Supplied material:
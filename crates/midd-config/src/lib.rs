//! Configuration system for the MIDD policy engine.
//!
//! Load engine configuration from TOML or YAML to control policy
//! compilation, batch evaluation and log filtering without code changes.
//!
//! # Examples
//!
//! Load configuration from TOML string:
//!
//! ```
//! use midd_config::EngineConfig;
//! use midd_engine::CombiningAlgorithm;
//!
//! let config = EngineConfig::from_toml_str(r#"
//!     [compile]
//!     default_policy_combining = "first-applicable"
//!
//!     [evaluation]
//!     parallel_threshold = 256
//! "#).unwrap();
//!
//! assert_eq!(config.compile.default_policy_combining, CombiningAlgorithm::FirstApplicable);
//! assert_eq!(config.evaluation.parallel_threshold, 256);
//! assert!(config.compile.skip_non_transformable);
//! ```
//!
//! Use default config when file is missing:
//!
//! ```
//! use midd_config::EngineConfig;
//!
//! let config = EngineConfig::load("midd.toml").unwrap_or_default();
//! // Proceeds with defaults if file doesn't exist
//! ```

use std::path::Path;

use midd_engine::CombiningAlgorithm;
use serde::{Deserialize, Serialize};
use thiserror::Error;


/// Configuration error
#[derive(Debug, Error)]
pub enum ConfigError {
    #[error("IO error: {0}")]
    Io(#[from] std::io::Error),

    #[error("TOML parse error: {0}")]
    Toml(#[from] toml::de::Error),

    #[error("YAML parse error: {0}")]
    Yaml(#[from] serde_yaml::Error),

    #[error("Invalid configuration: {0}")]
    Invalid(String),
}

/// Main engine configuration.
#[derive(Debug, Clone, Default, PartialEq, Eq, Deserialize, Serialize)]
#[serde(rename_all = "snake_case")]
pub struct EngineConfig {
    /// Policy compilation settings.
    #[serde(default)]
    pub compile: CompileConfig,

    /// Request evaluation settings.
    #[serde(default)]
    pub evaluation: EvaluationConfig,

    /// Log filtering.
    #[serde(default)]
    pub logging: LoggingConfig,
}

impl EngineConfig {
    /// Creates a new default configuration.
    pub fn new() -> Self {
        Self::default()
    }

    /// Loads configuration from a TOML file.
    ///
    /// # Errors
    ///
    /// Returns error if file doesn't exist, contains invalid TOML or fails
    /// [`validate`](Self::validate).
    pub fn load(path: impl AsRef<Path>) -> Result<Self, ConfigError> {
        Self::from_toml_file(path)
    }

    /// Loads configuration from a TOML file.
    pub fn from_toml_file(path: impl AsRef<Path>) -> Result<Self, ConfigError> {
        let contents = std::fs::read_to_string(path)?;
        Self::from_toml_str(&contents)
    }

    /// Parses configuration from a TOML string.
    pub fn from_toml_str(s: &str) -> Result<Self, ConfigError> {
        let config: Self = toml::from_str(s)?;
        config.validate()?;
        Ok(config)
    }

    /// Loads configuration from a YAML file.
    pub fn from_yaml_file(path: impl AsRef<Path>) -> Result<Self, ConfigError> {
        let contents = std::fs::read_to_string(path)?;
        Self::from_yaml_str(&contents)
    }

    /// Parses configuration from a YAML string.
    pub fn from_yaml_str(s: &str) -> Result<Self, ConfigError> {
        let config: Self = serde_yaml::from_str(s)?;
        config.validate()?;
        Ok(config)
    }

    /// Sets the algorithm used by containers that do not name one.
    pub fn with_default_policy_combining(mut self, algorithm: CombiningAlgorithm) -> Self {
        self.compile.default_policy_combining = algorithm;
        self
    }

    /// Sets whether children that never apply are skipped or fatal.
    pub fn with_skip_non_transformable(mut self, skip: bool) -> Self {
        self.compile.skip_non_transformable = skip;
        self
    }

    /// Sets the batch size at which evaluation goes parallel.
    pub fn with_parallel_threshold(mut self, threshold: usize) -> Self {
        self.evaluation.parallel_threshold = threshold;
        self
    }

    /// Sets the log filter directive.
    pub fn with_log_filter(mut self, filter: impl Into<String>) -> Self {
        self.logging.filter = Some(filter.into());
        self
    }

    /// Checks values serde cannot reject on its own.
    pub fn validate(&self) -> Result<(), ConfigError> {
        if self.evaluation.parallel_threshold == 0 {
            return Err(ConfigError::Invalid(
                "evaluation.parallel_threshold must be at least 1".to_string(),
            ));
        }
        if let Some(filter) = &self.logging.filter {
            if filter.trim().is_empty() {
                return Err(ConfigError::Invalid(
                    "logging.filter must not be empty".to_string(),
                ));
            }
        }
        Ok(())
    }
}

/// Policy compilation configuration.
#[derive(Debug, Clone, PartialEq, Eq, Deserialize, Serialize)]
#[serde(rename_all = "snake_case")]
pub struct CompileConfig {
    /// Algorithm for policy sets and policies that do not name one.
    #[serde(default)]
    pub default_policy_combining: CombiningAlgorithm,

    /// Skip children that never apply instead of failing compilation.
    #[serde(default = "default_true")]
    pub skip_non_transformable: bool,
}

impl Default for CompileConfig {
    fn default() -> Self {
        Self {
            default_policy_combining: CombiningAlgorithm::default(),
            skip_non_transformable: true,
        }
    }
}

fn default_true() -> bool {
    true
}

/// Request evaluation configuration.
#[derive(Debug, Clone, PartialEq, Eq, Deserialize, Serialize)]
#[serde(rename_all = "snake_case")]
pub struct EvaluationConfig {
    /// Batches at least this large are evaluated on the rayon pool.
    #[serde(default = "default_parallel_threshold")]
    pub parallel_threshold: usize,
}

impl Default for EvaluationConfig {
    fn default() -> Self {
        Self {
            parallel_threshold: default_parallel_threshold(),
        }
    }
}

fn default_parallel_threshold() -> usize {
    64
}

/// Logging configuration.
#[derive(Debug, Clone, Default, PartialEq, Eq, Deserialize, Serialize)]
#[serde(rename_all = "snake_case")]
pub struct LoggingConfig {
    /// `EnvFilter` directive, e.g. `midd_policy=debug`.
    #[serde(default)]
    pub filter: Option<String>,
}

Work to complete:
In the records above, locate each line with the word "never". Copy all such lines.

Answer:
    /// Sets whether children that never apply are skipped or fatal.
    /// Skip children that never apply instead of failing compilation.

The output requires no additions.